-- Given records --
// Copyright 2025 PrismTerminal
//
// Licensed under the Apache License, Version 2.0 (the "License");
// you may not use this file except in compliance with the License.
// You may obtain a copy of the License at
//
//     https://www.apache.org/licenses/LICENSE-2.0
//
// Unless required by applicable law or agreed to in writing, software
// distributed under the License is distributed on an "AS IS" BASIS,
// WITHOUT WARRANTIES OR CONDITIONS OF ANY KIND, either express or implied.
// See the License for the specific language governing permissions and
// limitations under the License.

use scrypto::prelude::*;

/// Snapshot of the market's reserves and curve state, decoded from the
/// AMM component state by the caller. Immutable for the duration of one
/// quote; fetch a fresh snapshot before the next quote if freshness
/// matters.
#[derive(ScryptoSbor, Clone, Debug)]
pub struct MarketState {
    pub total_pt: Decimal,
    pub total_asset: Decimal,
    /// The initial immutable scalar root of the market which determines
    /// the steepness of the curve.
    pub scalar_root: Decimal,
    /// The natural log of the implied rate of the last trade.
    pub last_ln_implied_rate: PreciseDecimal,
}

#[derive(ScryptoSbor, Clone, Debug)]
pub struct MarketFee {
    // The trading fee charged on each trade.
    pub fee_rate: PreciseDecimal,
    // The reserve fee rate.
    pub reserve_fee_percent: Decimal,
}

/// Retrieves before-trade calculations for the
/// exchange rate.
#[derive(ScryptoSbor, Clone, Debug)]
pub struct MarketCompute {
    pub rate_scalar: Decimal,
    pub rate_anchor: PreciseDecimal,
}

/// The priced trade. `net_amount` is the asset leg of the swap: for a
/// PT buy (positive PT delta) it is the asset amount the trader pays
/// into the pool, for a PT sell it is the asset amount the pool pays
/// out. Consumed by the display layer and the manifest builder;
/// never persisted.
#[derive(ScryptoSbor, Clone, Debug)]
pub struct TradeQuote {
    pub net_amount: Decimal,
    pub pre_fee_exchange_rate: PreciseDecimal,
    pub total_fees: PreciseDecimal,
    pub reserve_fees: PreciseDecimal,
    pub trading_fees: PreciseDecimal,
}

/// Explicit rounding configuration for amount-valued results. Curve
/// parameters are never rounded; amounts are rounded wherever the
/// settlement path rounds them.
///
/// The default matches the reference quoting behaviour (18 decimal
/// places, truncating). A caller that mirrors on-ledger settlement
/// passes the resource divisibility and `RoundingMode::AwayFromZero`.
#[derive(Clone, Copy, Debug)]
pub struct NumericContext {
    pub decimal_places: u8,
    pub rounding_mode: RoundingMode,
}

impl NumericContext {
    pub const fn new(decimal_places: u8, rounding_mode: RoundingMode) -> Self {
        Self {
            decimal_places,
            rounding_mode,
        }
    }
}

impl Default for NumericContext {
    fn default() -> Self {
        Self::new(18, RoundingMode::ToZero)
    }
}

-- Description of the task --
Using the entries above, work out how many lines include the word "Self", and give only that count.

-- Final answer --
4